# Filter media for Eheim 3 Pro-e



## htjunkie (Jul 20, 2012)

Got this Eheim filter for my little 20G tank, so far it has the following media:

Foam pad - came with filter
EHFI Mech Filter Media - 2L
EHFI Substrat Pro - 2L

Filter comes with 4 baskets and so far Mech Filter fills up 1 basket at the very bottom, Substrat Pro fills up 2 baskets. I hope I have the backets placed in the right order? I have one basket empty at this point which is at the top of the filter just below the foam pads. I was told to fill up the empty basket with more Substrat Pro, is this okay or I should put something else in it?

Water looks crystal clear in the tank and it's super quiet filter. At the moment, I have the filter media from my old HOB filter in the empty basket. Tank was cycled before I changed to this new canister filter, and water test results look good so far with:

Ammonia - 0
Nitrite - 0
NitrAte - 10~15

Much appreciate your advise.


----------



## Y2KGT (Jul 20, 2009)

If I were you I would keep the old media from your previous filter in there for a month.

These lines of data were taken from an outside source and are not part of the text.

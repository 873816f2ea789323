use super::encoding::{DecodeError, Identity};
use super::protocol::OperationMode;
use std::io;
use thiserror::Error;

/// Transport and protocol failures from the Ice client.
#[derive(Debug, Error)]
pub enum IceError {
    #[error("connection to {endpoint} failed: {source}")]
    Connect {
        endpoint: String,
        #[source]
        source: io::Error,
    },
    #[error("connection lost: {0}")]
    Io(#[from] io::Error),
    /// Nothing reached the server, so the request may be sent again.
    #[error("request not sent: {0}")]
    SendFailed(#[source] io::Error),
    #[error("connection closed by peer")]
    ConnectionClosed,
    #[error("protocol error: {0}")]
    Protocol(String),
    #[error("marshal error: {0}")]
    Marshal(#[from] DecodeError),
    #[error("object does not exist: {identity} (operation {operation})")]
    ObjectNotExist { identity: Identity, operation: String },
    #[error("facet {facet:?} does not exist on {identity} (operation {operation})")]
    FacetNotExist {
        identity: Identity,
        facet: String,
        operation: String,
    },
    #[error("operation does not exist: {operation} on {identity}")]
    OperationNotExist { identity: Identity, operation: String },
    #[error("unknown local exception: {0}")]
    UnknownLocal(String),
    #[error("unknown user exception: {0}")]
    UnknownUser(String),
    #[error("unknown exception: {0}")]
    Unknown(String),
    /// A Slice-declared exception raised by the servant.
    #[error("user exception {type_id}")]
    UserException { type_id: String },
}

impl IceError {
    /// Whether a failed request can be retried on a fresh connection without
    /// risking a second dispatch. A graceful close from the server guarantees
    /// the request was not dispatched; other losses only allow retrying
    /// idempotent operations.
    pub fn is_retryable(&self, mode: OperationMode) -> bool {
        match self {
            Self::SendFailed(_) | Self::ConnectionClosed => true,
            Self::Io(_) => mode != OperationMode::Normal,
            _ => false,
        }
    }
}

#[cfg(test)]
mod tests {
    use super::*;

    #[test]
    fn graceful_close_and_unsent_requests_always_retry() {
        let unsent = IceError::SendFailed(io::ErrorKind::BrokenPipe.into());
        assert!(unsent.is_retryable(OperationMode::Normal));
        assert!(IceError::ConnectionClosed.is_retryable(OperationMode::Normal));
    }

    #[test]
    fn lost_connection_retries_only_idempotent_calls() {
        let lost = IceError::Io(io::ErrorKind::ConnectionReset.into());
        assert!(!lost.is_retryable(OperationMode::Normal));
        assert!(lost.is_retryable(OperationMode::Idempotent));
        assert!(lost.is_retryable(OperationMode::Nonmutating));
    }

    #[test]
    fn server_side_failures_never_retry() {
        let err = IceError::UserException {
            type_id: "::Murmur::InvalidUserException".to_string(),
        };
        assert!(!err.is_retryable(OperationMode::Idempotent));
        assert!(!IceError::Protocol("bad".to_string()).is_retryable(OperationMode::Idempotent));
    }
}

Not sure what model of the Eheim Pro-e you have but here are some pictures of what the media should look like. Hope this helps.
--
Paul

Model 2074









Model 2076









Model 2078


----------



## htjunkie (Jul 20, 2012)

Thanks Paul, it's the 2076 model. After looking at the pic I realized I only have 3 baskets in the filter 

What got me confused is I needed 2L of Ehfimech to fill one basket, yet 1L of Substrate Pro will do one basket. It's been 2 weeks now, I'll get another box of Substrate Pro in few weeks to fill the last basket.


----------



## Riceburner (Mar 14, 2008)

or use scrubbies for the first media.


----------